Squamous cell carcinoma is a prevalent head and neck tumor with high mortality. We studied the role played by laminin alpha1 chain peptide AG73 on migration, invasion, and protease activity of cells (OSCC) from human oral squamous cell carcinoma. Immunohistochemistry and immunofluorescence analyzed expression of laminin alpha1 chain and MMP9 in oral squamous cells carcinoma in vivo and in vitro. Migratory activity of AG73-treated OSCC cells was investigated by monolayer wound assays and in chemotaxis chambers. AG73-induced invasion was assessed in Boyden chambers. Invasion depends on MMPs. Conditioned media from cells grown on AG73 was subjected to zymography.
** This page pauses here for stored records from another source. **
impl SwitchboardConfig {
    /// Load config from a TOML file with SWITCHBOARD_* env var overrides.
    ///
    /// Checks in order:
    ///   1. Explicit path argument
    ///   2. ~/.switchboard/switchboard.toml
    ///
    /// Afterwards the conventional credential variables (`SLACK_BOT_TOKEN`,
    /// `WECOM_CORP_ID`, `AI_API_KEY`, ...) fill any field still unset.
    pub fn load(config_path: Option<&str>) -> Result<Self> {
        let path = config_path
            .map(String::from)
            .unwrap_or_else(default_config_path);

        let mut config: SwitchboardConfig = Figment::new()
            .merge(Toml::file(&path))
            .merge(Env::prefixed("SWITCHBOARD_").split("__"))
            .extract()
            .map_err(|e| SwitchboardError::Config(e.to_string()))?;

        config.fill_from_env(|name| std::env::var(name).ok());
        Ok(config)
    }

    /// Fill unset credential fields from the conventional env variables.
    ///
    /// `lookup` is injected so tests do not touch the process environment.
    pub fn fill_from_env<F>(&mut self, lookup: F)
    where
        F: Fn(&str) -> Option<String>,
    {
        let get = |names: &[&str]| {
            names
                .iter()
                .filter_map(|n| lookup(*n))
                .find(|v| !v.trim().is_empty())
        };

        fill_secret(&mut self.channels.slack.bot_token, get(&["SLACK_BOT_TOKEN"]));
        fill_secret(&mut self.channels.slack.app_token, get(&["SLACK_APP_TOKEN"]));
        fill_secret(
            &mut self.channels.telegram.bot_token,
            get(&["TELEGRAM_BOT_TOKEN"]),
        );
        fill_secret(&mut self.channels.discord.bot_token, get(&["DISCORD_BOT_TOKEN"]));
        fill_string(&mut self.channels.feishu.app_id, get(&["FEISHU_APP_ID"]));
        fill_secret(&mut self.channels.feishu.app_secret, get(&["FEISHU_APP_SECRET"]));

        if let Some(provider) = get(&["AI_PROVIDER"]) {
            if self.ai.provider == DEFAULT_PROVIDER {
                self.ai.provider = provider;
            }
        }
        fill_secret(&mut self.ai.api_key, get(&["AI_API_KEY", "ANTHROPIC_API_KEY"]));
        if self.ai.base_url.is_none() {
            self.ai.base_url = get(&["AI_BASE_URL", "ANTHROPIC_BASE_URL"]);
        }
        if self.ai.model.is_none() {
            self.ai.model = get(&["AI_MODEL", "ANTHROPIC_MODEL"]);
        }

        if self.relay.user_id.is_none() {
            self.relay.user_id = get(&["RELAY_USER_ID"]);
        }
        if self.relay.platform.is_none() {
            self.relay.platform = get(&["RELAY_PLATFORM"]);
        }
        if self.relay.server_url == DEFAULT_RELAY_URL {
            if let Some(url) = get(&["RELAY_SERVER_URL"]) {
                self.relay.server_url = url;
            }
        }

        fill_string(&mut self.wecom.corp_id, get(&["WECOM_CORP_ID"]));
        fill_string(&mut self.wecom.agent_id, get(&["WECOM_AGENT_ID"]));
        fill_secret(&mut self.wecom.secret, get(&["WECOM_SECRET"]));
        fill_secret(&mut self.wecom.token, get(&["WECOM_TOKEN"]));
        fill_secret(&mut self.wecom.aes_key, get(&["WECOM_AES_KEY"]));
    }

    /// Decide which platforms can start.
    ///
    /// Missing credentials skip a platform. The only fatal cases are no
    /// platform at all, and a single platform with no AI API key (unless the
    /// relay runs in verify-only mode, which never calls the AI backend).
    pub fn platform_plan(&self) -> Result<PlatformPlan> {
        let mut plan = PlatformPlan::default();

        let mut check = |platform: &'static str, fields: &[(&'static str, bool)]| {
            let missing: Vec<&'static str> = fields
                .iter()
                .filter(|(_, present)| !present)
                .map(|(name, _)| *name)
                .collect();
            if missing.is_empty() {
                plan.direct.push(platform);
            } else if missing.len() < fields.len() {
                // Partially configured: worth telling the operator about.
                plan.skipped.push(SkippedPlatform {
                    platform: platform.to_string(),
                    missing,
                });
            } else {
                info!(platform, "credentials not provided, skipping");
            }
        };

        let ch = &self.channels;
        check(
            SLACK,
            &[
                ("bot_token", !ch.slack.bot_token.is_empty()),
                ("app_token", !ch.slack.app_token.is_empty()),
            ],
        );
        check(
            FEISHU,
            &[
                ("app_id", !ch.feishu.app_id.trim().is_empty()),
                ("app_secret", !ch.feishu.app_secret.is_empty()),
            ],
        );
        check(TELEGRAM, &[("bot_token", !ch.telegram.bot_token.is_empty())]);
        check(DISCORD, &[("bot_token", !ch.discord.bot_token.is_empty())]);

        match (&self.relay.user_id, &self.relay.platform) {
            (Some(user), Some(platform)) if !user.is_empty() && !platform.is_empty() => {
                let missing = if platform == WECOM {
                    self.wecom.missing_fields()
                } else {
                    Vec::new()
                };
                if missing.is_empty() {
                    plan.relay = Some(platform.clone());
                } else {
                    plan.skipped.push(SkippedPlatform {
                        platform: platform.clone(),
                        missing,
                    });
                }
            }
            (None, None) => {}
            _ => plan.skipped.push(SkippedPlatform {
                platform: "relay".to_string(),
                missing: vec!["user_id/platform"],
            }),
        }

        if plan.configured_count() == 0 {
            return Err(SwitchboardError::Config(
                "no platform has complete credentials".to_string(),
            ));
        }
        if plan.configured_count() == 1 && self.ai.api_key.is_empty() && !self.ai.is_verify_only()
        {
            return Err(SwitchboardError::Config(
                "AI_API_KEY is required".to_string(),
            ));
        }
        Ok(plan)
    }
}

fn fill_secret(slot: &mut Secret, value: Option<String>) {
    if slot.is_empty() {
        if let Some(v) = value {
            *slot = Secret(v);
        }
    }
}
We searched for AG73 receptors related to these activities in OSCC cells. Immunofluorescence analyzed AG73-induced colocalization of syndecan-1 and beta1 integrin. Cells had these receptors silenced by siRNA, followed by treatment with AG73 and analysis of migration, invasion, and protease activity. Oral squamous cell carcinoma expresses laminin alpha1 chain and MMP9. OSCC cells treated with AG73 showed increased migration, invasion, and protease activity. AG73 induced colocalization of syndecan-1 and beta1 integrin. Knockdown of these receptors decreased AG73-dependent migration, invasion, and protease activity. Syndecan-1 and beta1 integrin signaling downstream of AG73 regulate migration, invasion, and MMP production by OSCC cells.